Sand roads have long been recognized out of date, so the decision was made to asphalt them. To do this, a team of workers was hired and a schedule of work was made, according to which the intersections should be asphalted.

Road repairs are planned for n2 days. On the i-th day of the team arrives at the i-th intersection in the list and if none of the two roads that form the intersection were already asphalted they asphalt both roads. Otherwise, the team leaves the intersection, without doing anything with the roads.

According to the schedule of road works tell in which days at least one road will be asphalted.

Input

The first line contains integer n (1 ≤ n ≤ 50) — the number of vertical and horizontal roads in the city.

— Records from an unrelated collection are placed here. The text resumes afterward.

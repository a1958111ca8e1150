//! Configuration for the DocChat query pipeline.
//!
//! Every section is optional in the TOML file; missing keys take the defaults
//! below, which point at local services.

use std::path::{Path, PathBuf};
use std::time::Duration;

use docchat_embeddings::{DEFAULT_EMBEDDING_MODEL, default_query_instruction};
use docchat_llm::{DEFAULT_GENERATION_MODEL, DEFAULT_OLLAMA_URL, DEFAULT_REQUEST_TIMEOUT};
use docchat_vector_store::{DEFAULT_COLLECTION, DEFAULT_QDRANT_URL};
use serde::{Deserialize, Serialize};
use tracing::{debug, info};

use crate::error::{PipelineError, Result};
use crate::prompt::DEFAULT_TEMPLATE;

/// Cross-encoder used to rerank retrieved passages.
pub const DEFAULT_RERANK_MODEL: &str = "cross-encoder/ms-marco-MiniLM-L-2-v2";

/// Where a local TEI server with the embedding model listens.
pub const DEFAULT_TEI_EMBED_URL: &str = "http://localhost:8080";

/// Where a local TEI server with the reranking model listens.
pub const DEFAULT_TEI_RERANK_URL: &str = "http://localhost:8081";

/// Context size, in tokens, the local model is run with.
pub const DEFAULT_CONTEXT_WINDOW: u32 = 3900;

const OPENAI_BASE_URL: &str = "https://api.openai.com/v1";

/// Top-level configuration.
#[derive(Debug, Clone, Default, PartialEq, Serialize, Deserialize)]
#[serde(default)]
pub struct DocChatConfig {
    /// Vector store connection.
    pub store: StoreConfig,

    /// Query embedding provider.
    pub embedding: EmbeddingConfig,

    /// Cross-encoder reranker.
    pub reranker: RerankerConfig,

    /// Answer generation provider.
    pub generation: GenerationConfig,

    /// Retrieval depth, prompt and time budgets.
    pub pipeline: PipelineConfig,
}

impl DocChatConfig {
    /// Default location of the config file, `<config dir>/docchat/config.toml`.
    pub fn default_path() -> Option<PathBuf> {
        dirs::config_dir().map(|dir| dir.join("docchat").join("config.toml"))
    }

    /// Load configuration from `path`. A missing file yields the defaults.
    pub fn load(path: &Path) -> Result<Self> {
        match std::fs::read_to_string(path) {
            Ok(contents) => {
                info!(path = %path.display(), "loading configuration");
                Self::from_toml_str(&contents)
            }
            Err(err) if err.kind() == std::io::ErrorKind::NotFound => {
                debug!(path = %path.display(), "no config file, using defaults");
                Ok(Self::default())
            }
            Err(err) => Err(PipelineError::Config(format!(
                "cannot read {}: {err}",
                path.display()
            ))),
        }
    }

    /// Parse configuration from TOML text.
    pub fn from_toml_str(contents: &str) -> Result<Self> {
        let config: Self =
            toml::from_str(contents).map_err(|e| PipelineError::Config(e.to_string()))?;
        config.validate()?;
        Ok(config)
    }

    /// Fill unset secrets from `QDRANT_API_KEY` and `OPENAI_API_KEY`.
    pub fn apply_env(&mut self) {
        self.apply_env_from(|key| std::env::var(key).ok());
    }

    fn apply_env_from(&mut self, lookup: impl Fn(&str) -> Option<String>) {
        let lookup = |key: &str| lookup(key).filter(|value| !value.trim().is_empty());
        if self.store.api_key.is_none() {
            self.store.api_key = lookup("QDRANT_API_KEY");
        }
        let openai_key = lookup("OPENAI_API_KEY");
        if self.embedding.api_key.is_none()
            && self.embedding.provider == EmbeddingProviderType::OpenAI
        {
            self.embedding.api_key = openai_key.clone();
        }
        if self.generation.api_key.is_none()
            && self.generation.provider == GenerationProviderType::OpenAI
        {
            self.generation.api_key = openai_key;
        }
    }

    /// Check values that would make the pipeline unusable.
    pub fn validate(&self) -> Result<()> {
        if self.pipeline.collection.trim().is_empty() {
            return Err(PipelineError::Config("collection name is empty".to_string()));
        }
        if self.pipeline.top_k == 0 {
            return Err(PipelineError::Config("top_k must be at least 1".to_string()));
        }
        if self.pipeline.top_n == 0 {
            return Err(PipelineError::Config("top_n must be at least 1".to_string()));
        }
        let timeouts = &self.pipeline.timeouts;
        for (name, secs) in [
            ("connect_secs", timeouts.connect_secs),
            ("retrieval_secs", timeouts.retrieval_secs),
            ("rerank_secs", timeouts.rerank_secs),
            ("generation_secs", timeouts.generation_secs),
        ] {
            if secs == 0 {
                return Err(PipelineError::Config(format!(
                    "timeouts.{name} must be at least 1"
                )));
            }
        }
        if self.generation.context_window == Some(0) {
            return Err(PipelineError::Config(
                "context_window must be at least 1".to_string(),
            ));
        }
        crate::prompt::PromptAssembler::new(self.pipeline.template.clone())?;
        Ok(())
    }
}

/// Vector store connection settings.
#[derive(Debug, Clone, PartialEq, Serialize, Deserialize)]
#[serde(default)]
pub struct StoreConfig {
    /// Qdrant REST endpoint.
    pub url: String,

    /// Qdrant API key, sent as the `api-key` header.
    pub api_key: Option<String>,

    /// Named vector to search, for collections with several vectors.
    pub vector_name: Option<String>,

    /// Payload field holding the passage text.
    pub text_key: String,
}

impl Default for StoreConfig {
    fn default() -> Self {
        Self {
            url: DEFAULT_QDRANT_URL.to_string(),
            api_key: None,
            vector_name: None,
            text_key: "text".to_string(),
        }
    }
}

/// Type of embedding provider.
#[derive(Debug, Clone, Copy, PartialEq, Eq, Serialize, Deserialize)]
#[serde(rename_all = "snake_case")]
pub enum EmbeddingProviderType {
    /// text-embeddings-inference server.
    Tei,
    /// OpenAI-compatible embeddings API.
    #[serde(rename = "openai")]
    OpenAI,
}

/// Configuration for the embedding provider.
#[derive(Debug, Clone, PartialEq, Serialize, Deserialize)]
#[serde(default)]
pub struct EmbeddingConfig {
    /// Which provider to use.
    pub provider: EmbeddingProviderType,

    /// Service endpoint.
    pub url: String,

    /// Model name. Must be the model that built the collection.
    pub model: String,

    /// API key for hosted providers.
    pub api_key: Option<String>,

    /// Instruction prepended to queries. Defaults per model family.
    pub query_instruction: Option<String>,
}

impl EmbeddingConfig {
    /// Endpoint to use, defaulting per provider when left at the TEI URL.
    pub fn effective_url(&self) -> &str {
        match self.provider {
            EmbeddingProviderType::OpenAI if self.url == DEFAULT_TEI_EMBED_URL => OPENAI_BASE_URL,
            _ => &self.url,
        }
    }

    /// Query instruction to use: the configured one, else the model default.
    pub fn effective_query_instruction(&self) -> Option<String> {
        self.query_instruction
            .clone()
            .or_else(|| default_query_instruction(&self.model).map(str::to_string))
    }
}

impl Default for EmbeddingConfig {
    fn default() -> Self {
        Self {
            provider: EmbeddingProviderType::Tei,
            url: DEFAULT_TEI_EMBED_URL.to_string(),
            model: DEFAULT_EMBEDDING_MODEL.to_string(),
            api_key: None,
            query_instruction: None,
        }
    }
}

/// Configuration for the reranker.
#[derive(Debug, Clone, PartialEq, Serialize, Deserialize)]
#[serde(default)]
pub struct RerankerConfig {
    /// text-embeddings-inference endpoint serving the cross-encoder.
    pub url: String,

    /// Cross-encoder model name.
    pub model: String,
}

impl Default for RerankerConfig {
    fn default() -> Self {
        Self {
            url: DEFAULT_TEI_RERANK_URL.to_string(),
            model: DEFAULT_RERANK_MODEL.to_string(),
        }
    }
}

/// Type of generation provider.
#[derive(Debug, Clone, Copy, PartialEq, Eq, Serialize, Deserialize)]
#[serde(rename_all = "snake_case")]
pub enum GenerationProviderType {
    /// Local Ollama server.
    Ollama,
    /// OpenAI-compatible chat completions API.
    #[serde(rename = "openai")]
    OpenAI,
}

/// Configuration for answer generation.
#[derive(Debug, Clone, PartialEq, Serialize, Deserialize)]
#[serde(default)]
pub struct GenerationConfig {
    /// Which provider to use.
    pub provider: GenerationProviderType,

    /// Service endpoint.
    pub url: String,

    /// Model name.
    pub model: String,

    /// API key for hosted providers.
    pub api_key: Option<String>,

    /// Sampling temperature.
    pub temperature: Option<f32>,

    /// Context size in tokens (`num_ctx`). Only Ollama honours it.
    pub context_window: Option<u32>,
}

impl GenerationConfig {
    /// Endpoint to use, defaulting per provider when left at the Ollama URL.
    pub fn effective_url(&self) -> &str {
        match self.provider {
            GenerationProviderType::OpenAI if self.url == DEFAULT_OLLAMA_URL => OPENAI_BASE_URL,
            _ => &self.url,
        }
    }
}

impl Default for GenerationConfig {
    fn default() -> Self {
        Self {
            provider: GenerationProviderType::Ollama,
            url: DEFAULT_OLLAMA_URL.to_string(),
            model: DEFAULT_GENERATION_MODEL.to_string(),
            api_key: None,
            temperature: None,
            context_window: Some(DEFAULT_CONTEXT_WINDOW),
        }
    }
}

/// Retrieval depth, prompt template and time budgets.
#[derive(Debug, Clone, PartialEq, Serialize, Deserialize)]
#[serde(default)]
pub struct PipelineConfig {
    /// Collection holding the indexed documents.
    pub collection: String,

    /// Candidates fetched by similarity search.
    pub top_k: usize,

    /// Passages kept after reranking.
    pub top_n: usize,

    /// Prompt template with `{context_str}` and `{query_str}` slots.
    pub template: String,

    /// Fail `connect()` when the embedding size differs from the collection's.
    pub check_dimension: bool,

    /// Per-stage time budgets.
    pub timeouts: TimeoutConfig,
}

impl Default for PipelineConfig {
    fn default() -> Self {
        Self {
            collection: DEFAULT_COLLECTION.to_string(),
            top_k: 15,
            top_n: 5,
            template: DEFAULT_TEMPLATE.to_string(),
            check_dimension: true,
            timeouts: TimeoutConfig::default(),
        }
    }
}

/// Time budgets, in seconds.
#[derive(Debug, Clone, PartialEq, Serialize, Deserialize)]
#[serde(default)]
pub struct TimeoutConfig {
    /// Each connection step.
    pub connect_secs: u64,

    /// Query embedding plus similarity search.
    pub retrieval_secs: u64,

    /// Cross-encoder scoring.
    pub rerank_secs: u64,

    /// Answer generation.
    pub generation_secs: u64,
}

impl TimeoutConfig {
    pub fn connect(&self) -> Duration {
        Duration::from_secs(self.connect_secs)
    }

    pub fn retrieval(&self) -> Duration {
        Duration::from_secs(self.retrieval_secs)
    }

    pub fn rerank(&self) -> Duration {
        Duration::from_secs(self.rerank_secs)
    }

    pub fn generation(&self) -> Duration {
        Duration::from_secs(self.generation_secs)
    }
}

impl Default for TimeoutConfig {
    fn default() -> Self {
        Self {
            connect_secs: 30,
            retrieval_secs: 30,
            rerank_secs: 60,
            generation_secs: DEFAULT_REQUEST_TIMEOUT.as_secs(),
        }
    }
}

Next n2 lines contain the order of intersections in the schedule. The i-th of them contains two numbers hi, vi (1 ≤ hi, vi ≤ n), separated by a space, and meaning that the intersection that goes i-th in the timetable is at the intersection of the hi-th horizontal and vi-th vertical roads. It is guaranteed that all the intersections in the timetable are distinct.

Output

In the single line print the numbers of the days when road works will be in progress in ascending order. The days are numbered starting from 1.

Sample test(s)
input
2
1 1
1 2
2 1
2 2
output
1 4
input
1
1 1
output
1
Note

In the sample the brigade acts like that:

  1. On the first day the brigade comes to the intersection of the 1-st horizontal and the 1-st vertical road. As none of them has been asphalted, the workers asphalt the 1-st vertical and the 1-st horizontal road;
  2. On the second day the brigade of the workers comes to the intersection of the 1-st horizontal and the 2-nd vertical road. The 2-nd vertical road hasn't been asphalted, but as the 1-st horizontal road has been asphalted on the first day, the workers leave and do not asphalt anything;
  3. On the third day the brigade of the workers come to the intersection of the 2-nd horizontal and the 1-st vertical road. The 2-nd horizontal road hasn't been asphalted but as the 1-st vertical road has been asphalted on the first day, the workers leave and do not asphalt anything;
  4. On the fourth day the brigade come to the intersection formed by the intersection of the 2-nd horizontal and 2-nd vertical road. As none of them has been asphalted, the workers asphalt the 2-nd vertical and the 2-nd horizontal road.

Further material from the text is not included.